(Beginning of STORED DATA)

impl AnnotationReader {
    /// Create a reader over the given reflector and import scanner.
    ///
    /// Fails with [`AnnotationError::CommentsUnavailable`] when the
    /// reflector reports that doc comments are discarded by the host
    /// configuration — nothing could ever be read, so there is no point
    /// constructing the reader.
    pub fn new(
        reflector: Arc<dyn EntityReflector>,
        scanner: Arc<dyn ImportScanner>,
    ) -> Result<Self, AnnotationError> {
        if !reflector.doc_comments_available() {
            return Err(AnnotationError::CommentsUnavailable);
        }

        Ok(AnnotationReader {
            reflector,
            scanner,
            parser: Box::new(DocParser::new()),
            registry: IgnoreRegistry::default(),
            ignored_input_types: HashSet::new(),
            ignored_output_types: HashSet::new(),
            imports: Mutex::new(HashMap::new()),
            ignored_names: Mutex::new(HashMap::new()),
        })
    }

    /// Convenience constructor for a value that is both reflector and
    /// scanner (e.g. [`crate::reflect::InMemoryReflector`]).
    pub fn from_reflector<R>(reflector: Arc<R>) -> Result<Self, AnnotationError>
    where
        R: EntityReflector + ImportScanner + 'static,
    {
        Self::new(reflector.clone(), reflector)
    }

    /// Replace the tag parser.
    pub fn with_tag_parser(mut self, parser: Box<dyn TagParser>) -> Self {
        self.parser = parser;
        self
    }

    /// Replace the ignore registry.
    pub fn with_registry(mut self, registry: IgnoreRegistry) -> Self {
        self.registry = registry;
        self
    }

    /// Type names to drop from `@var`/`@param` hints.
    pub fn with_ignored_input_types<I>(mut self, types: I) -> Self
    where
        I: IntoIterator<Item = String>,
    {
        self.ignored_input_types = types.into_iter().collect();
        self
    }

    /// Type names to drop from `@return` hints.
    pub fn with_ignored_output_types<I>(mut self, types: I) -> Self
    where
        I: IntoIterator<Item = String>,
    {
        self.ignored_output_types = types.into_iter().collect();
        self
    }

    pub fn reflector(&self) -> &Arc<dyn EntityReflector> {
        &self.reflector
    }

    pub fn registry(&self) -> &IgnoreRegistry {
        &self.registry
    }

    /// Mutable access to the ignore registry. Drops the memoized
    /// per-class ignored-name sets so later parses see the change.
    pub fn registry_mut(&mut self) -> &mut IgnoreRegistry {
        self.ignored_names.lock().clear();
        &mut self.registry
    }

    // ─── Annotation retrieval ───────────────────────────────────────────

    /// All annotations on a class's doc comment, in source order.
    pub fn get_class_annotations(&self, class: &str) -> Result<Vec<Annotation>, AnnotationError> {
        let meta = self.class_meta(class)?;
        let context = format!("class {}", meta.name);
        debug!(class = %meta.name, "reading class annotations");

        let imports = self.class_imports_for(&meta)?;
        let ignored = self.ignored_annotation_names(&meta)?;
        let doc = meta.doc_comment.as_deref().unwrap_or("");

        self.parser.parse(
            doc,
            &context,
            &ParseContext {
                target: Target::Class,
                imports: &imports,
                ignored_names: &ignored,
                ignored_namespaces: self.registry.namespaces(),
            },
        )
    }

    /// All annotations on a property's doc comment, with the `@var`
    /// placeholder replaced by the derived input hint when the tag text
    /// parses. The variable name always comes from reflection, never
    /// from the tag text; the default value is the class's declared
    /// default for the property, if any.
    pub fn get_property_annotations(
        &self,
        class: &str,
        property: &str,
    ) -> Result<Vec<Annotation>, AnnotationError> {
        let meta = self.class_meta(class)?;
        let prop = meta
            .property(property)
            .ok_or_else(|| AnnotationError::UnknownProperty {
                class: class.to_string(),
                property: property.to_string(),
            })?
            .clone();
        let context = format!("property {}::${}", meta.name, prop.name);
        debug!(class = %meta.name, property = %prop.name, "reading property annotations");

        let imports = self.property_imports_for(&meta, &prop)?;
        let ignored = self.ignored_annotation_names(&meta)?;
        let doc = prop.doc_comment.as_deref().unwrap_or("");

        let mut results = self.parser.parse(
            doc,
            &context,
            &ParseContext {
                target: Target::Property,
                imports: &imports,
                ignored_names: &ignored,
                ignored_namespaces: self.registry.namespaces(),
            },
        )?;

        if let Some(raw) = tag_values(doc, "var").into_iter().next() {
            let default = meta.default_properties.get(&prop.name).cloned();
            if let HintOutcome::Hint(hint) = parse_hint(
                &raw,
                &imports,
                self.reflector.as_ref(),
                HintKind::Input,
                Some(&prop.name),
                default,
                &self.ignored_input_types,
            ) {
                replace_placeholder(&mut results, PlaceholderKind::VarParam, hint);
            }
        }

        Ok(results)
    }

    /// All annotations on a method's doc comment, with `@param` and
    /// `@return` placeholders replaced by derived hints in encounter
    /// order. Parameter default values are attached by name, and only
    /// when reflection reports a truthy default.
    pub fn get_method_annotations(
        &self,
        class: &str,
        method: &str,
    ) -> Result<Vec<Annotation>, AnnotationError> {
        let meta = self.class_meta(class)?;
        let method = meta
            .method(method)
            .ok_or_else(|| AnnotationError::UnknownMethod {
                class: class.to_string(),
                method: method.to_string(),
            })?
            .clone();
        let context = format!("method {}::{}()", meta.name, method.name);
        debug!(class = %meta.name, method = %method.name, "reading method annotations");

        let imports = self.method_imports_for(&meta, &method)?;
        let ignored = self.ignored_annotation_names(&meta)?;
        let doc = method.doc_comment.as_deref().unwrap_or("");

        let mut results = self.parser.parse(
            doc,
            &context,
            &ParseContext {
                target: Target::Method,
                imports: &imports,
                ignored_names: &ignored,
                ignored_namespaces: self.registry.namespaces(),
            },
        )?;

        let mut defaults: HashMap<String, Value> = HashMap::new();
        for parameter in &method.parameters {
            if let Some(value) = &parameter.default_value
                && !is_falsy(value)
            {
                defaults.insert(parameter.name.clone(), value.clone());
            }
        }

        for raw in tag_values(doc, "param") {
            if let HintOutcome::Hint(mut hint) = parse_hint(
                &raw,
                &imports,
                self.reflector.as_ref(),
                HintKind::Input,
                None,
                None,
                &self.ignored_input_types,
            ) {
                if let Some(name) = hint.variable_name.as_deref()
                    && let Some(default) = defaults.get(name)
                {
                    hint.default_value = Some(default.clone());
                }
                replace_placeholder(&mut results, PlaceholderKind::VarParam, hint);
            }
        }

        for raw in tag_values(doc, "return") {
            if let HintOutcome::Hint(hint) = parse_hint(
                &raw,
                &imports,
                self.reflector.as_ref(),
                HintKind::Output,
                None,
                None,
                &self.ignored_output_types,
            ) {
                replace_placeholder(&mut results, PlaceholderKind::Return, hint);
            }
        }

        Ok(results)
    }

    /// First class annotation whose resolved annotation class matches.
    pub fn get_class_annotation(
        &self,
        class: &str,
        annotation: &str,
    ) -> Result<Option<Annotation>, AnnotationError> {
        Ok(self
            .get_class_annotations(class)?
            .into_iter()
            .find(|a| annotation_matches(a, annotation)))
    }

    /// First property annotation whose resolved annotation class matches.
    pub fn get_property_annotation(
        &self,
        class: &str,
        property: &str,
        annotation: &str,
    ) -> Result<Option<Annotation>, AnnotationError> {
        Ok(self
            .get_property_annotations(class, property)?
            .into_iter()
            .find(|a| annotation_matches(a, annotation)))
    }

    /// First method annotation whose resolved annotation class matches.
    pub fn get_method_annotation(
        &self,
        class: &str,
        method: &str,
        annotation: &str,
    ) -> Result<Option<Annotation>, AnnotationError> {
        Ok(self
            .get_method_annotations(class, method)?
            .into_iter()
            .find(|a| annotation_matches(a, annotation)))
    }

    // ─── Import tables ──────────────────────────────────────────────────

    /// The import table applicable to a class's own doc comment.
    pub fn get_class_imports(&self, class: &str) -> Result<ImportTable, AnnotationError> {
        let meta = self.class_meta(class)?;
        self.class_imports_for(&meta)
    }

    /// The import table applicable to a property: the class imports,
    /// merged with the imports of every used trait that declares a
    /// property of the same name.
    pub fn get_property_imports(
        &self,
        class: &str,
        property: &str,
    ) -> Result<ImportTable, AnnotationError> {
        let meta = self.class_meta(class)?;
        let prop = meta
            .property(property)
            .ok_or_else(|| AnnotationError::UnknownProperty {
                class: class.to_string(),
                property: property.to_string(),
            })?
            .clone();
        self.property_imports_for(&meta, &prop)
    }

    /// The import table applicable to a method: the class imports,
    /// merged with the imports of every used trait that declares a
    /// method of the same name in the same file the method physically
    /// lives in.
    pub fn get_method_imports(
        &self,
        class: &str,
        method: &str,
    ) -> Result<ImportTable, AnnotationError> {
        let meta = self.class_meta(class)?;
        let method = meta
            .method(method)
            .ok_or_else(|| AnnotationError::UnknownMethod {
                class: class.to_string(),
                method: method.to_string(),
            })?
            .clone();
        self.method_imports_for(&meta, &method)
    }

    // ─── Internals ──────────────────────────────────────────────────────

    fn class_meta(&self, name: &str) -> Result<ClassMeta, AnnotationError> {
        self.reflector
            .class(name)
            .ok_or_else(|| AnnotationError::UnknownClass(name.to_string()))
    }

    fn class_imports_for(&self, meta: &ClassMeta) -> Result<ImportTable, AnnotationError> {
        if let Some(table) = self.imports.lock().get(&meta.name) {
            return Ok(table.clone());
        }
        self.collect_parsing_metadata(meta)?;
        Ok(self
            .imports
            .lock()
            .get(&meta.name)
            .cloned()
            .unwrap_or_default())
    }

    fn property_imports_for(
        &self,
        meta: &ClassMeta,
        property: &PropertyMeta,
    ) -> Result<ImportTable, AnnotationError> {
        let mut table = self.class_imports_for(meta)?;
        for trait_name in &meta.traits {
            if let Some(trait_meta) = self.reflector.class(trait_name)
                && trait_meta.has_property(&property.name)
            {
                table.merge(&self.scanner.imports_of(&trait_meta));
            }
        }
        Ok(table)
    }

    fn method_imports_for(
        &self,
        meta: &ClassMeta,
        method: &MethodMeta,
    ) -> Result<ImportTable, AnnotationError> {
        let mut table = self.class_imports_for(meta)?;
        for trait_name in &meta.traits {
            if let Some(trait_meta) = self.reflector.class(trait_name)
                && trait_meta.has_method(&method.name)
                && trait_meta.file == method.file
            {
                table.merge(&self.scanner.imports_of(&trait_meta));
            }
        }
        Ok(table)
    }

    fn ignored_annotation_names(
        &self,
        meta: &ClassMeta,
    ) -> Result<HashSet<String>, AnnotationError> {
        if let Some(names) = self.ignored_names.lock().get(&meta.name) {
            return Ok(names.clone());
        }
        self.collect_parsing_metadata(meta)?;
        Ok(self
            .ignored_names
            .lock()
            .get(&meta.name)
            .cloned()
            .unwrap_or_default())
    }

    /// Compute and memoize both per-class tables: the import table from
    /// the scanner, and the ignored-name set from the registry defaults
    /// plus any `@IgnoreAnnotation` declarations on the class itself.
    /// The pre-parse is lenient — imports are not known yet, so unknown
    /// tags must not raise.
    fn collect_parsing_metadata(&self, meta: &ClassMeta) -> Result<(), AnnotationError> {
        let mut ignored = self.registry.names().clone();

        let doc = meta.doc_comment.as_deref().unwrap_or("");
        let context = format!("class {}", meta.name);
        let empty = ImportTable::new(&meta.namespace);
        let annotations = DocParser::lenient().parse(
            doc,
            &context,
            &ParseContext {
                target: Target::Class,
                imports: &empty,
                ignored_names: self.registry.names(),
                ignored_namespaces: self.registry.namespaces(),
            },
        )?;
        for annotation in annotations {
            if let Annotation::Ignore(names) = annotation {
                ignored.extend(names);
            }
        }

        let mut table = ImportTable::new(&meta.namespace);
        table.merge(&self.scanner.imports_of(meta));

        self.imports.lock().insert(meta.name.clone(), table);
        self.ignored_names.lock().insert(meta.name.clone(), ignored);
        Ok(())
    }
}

(End of STORED DATA)
(Beginning of STORED DATA)

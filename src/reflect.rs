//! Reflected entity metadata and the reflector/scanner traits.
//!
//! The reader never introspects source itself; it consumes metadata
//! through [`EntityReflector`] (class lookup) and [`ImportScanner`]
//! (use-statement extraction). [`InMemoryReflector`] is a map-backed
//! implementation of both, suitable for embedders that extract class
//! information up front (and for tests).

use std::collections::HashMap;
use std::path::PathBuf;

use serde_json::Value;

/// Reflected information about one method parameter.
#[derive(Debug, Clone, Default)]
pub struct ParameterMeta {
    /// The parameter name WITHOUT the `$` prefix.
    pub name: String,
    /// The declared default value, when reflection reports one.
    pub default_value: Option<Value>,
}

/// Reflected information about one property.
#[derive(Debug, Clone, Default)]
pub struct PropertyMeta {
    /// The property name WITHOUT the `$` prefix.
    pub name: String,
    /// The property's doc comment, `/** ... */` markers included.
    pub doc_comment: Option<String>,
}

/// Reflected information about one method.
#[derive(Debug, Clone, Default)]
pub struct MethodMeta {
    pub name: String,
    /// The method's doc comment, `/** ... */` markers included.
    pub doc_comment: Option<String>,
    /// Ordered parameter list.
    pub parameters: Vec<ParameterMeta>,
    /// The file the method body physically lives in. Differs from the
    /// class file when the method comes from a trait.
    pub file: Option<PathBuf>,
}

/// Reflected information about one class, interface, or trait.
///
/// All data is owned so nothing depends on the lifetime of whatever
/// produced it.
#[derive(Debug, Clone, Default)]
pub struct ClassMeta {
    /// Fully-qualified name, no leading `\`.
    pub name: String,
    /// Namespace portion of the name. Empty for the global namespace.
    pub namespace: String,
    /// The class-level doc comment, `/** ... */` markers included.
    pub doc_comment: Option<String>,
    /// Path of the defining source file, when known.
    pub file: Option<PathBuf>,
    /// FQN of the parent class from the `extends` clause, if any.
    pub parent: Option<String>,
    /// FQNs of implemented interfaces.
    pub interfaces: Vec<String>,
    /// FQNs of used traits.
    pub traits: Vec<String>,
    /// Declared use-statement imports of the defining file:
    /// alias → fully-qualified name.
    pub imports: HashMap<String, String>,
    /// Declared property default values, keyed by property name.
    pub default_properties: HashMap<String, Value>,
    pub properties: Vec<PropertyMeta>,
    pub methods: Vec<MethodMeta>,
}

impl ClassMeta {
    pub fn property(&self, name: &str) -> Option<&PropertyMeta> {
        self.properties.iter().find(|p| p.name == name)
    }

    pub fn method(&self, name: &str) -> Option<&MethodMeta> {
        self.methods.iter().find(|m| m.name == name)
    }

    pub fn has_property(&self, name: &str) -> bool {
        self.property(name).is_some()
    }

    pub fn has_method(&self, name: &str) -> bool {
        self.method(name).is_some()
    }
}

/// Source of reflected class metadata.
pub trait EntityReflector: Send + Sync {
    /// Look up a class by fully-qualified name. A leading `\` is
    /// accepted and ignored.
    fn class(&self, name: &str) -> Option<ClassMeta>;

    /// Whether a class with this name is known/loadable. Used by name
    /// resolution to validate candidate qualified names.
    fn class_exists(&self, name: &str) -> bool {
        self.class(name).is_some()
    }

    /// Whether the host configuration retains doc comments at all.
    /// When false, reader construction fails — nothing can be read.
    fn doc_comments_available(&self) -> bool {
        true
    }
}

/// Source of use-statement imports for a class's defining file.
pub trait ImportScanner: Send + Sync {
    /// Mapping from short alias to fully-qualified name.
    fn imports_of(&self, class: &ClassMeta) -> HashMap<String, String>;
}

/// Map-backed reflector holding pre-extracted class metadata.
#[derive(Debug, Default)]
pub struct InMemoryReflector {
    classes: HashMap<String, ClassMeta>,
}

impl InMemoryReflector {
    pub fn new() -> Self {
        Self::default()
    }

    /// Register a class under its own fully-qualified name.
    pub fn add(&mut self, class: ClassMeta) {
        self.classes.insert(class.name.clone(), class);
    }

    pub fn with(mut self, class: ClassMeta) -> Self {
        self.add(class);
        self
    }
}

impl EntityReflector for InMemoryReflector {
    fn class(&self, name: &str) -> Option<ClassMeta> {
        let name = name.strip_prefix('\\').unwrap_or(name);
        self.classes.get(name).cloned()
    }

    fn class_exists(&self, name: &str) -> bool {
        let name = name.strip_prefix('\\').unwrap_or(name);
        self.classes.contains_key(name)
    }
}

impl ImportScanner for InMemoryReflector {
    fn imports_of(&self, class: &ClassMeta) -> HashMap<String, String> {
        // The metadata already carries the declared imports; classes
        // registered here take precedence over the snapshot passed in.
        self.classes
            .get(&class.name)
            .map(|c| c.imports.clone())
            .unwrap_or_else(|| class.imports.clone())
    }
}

(End of STORED DATA)

• [WHAT TO PRODUCE] Each line in the records above with "applicable" must be returned.

• [SOLUTION FOR THIS EXERCISE]
    /// The import table applicable to a class's own doc comment.
    /// The import table applicable to a property: the class imports,
    /// The import table applicable to a method: the class imports,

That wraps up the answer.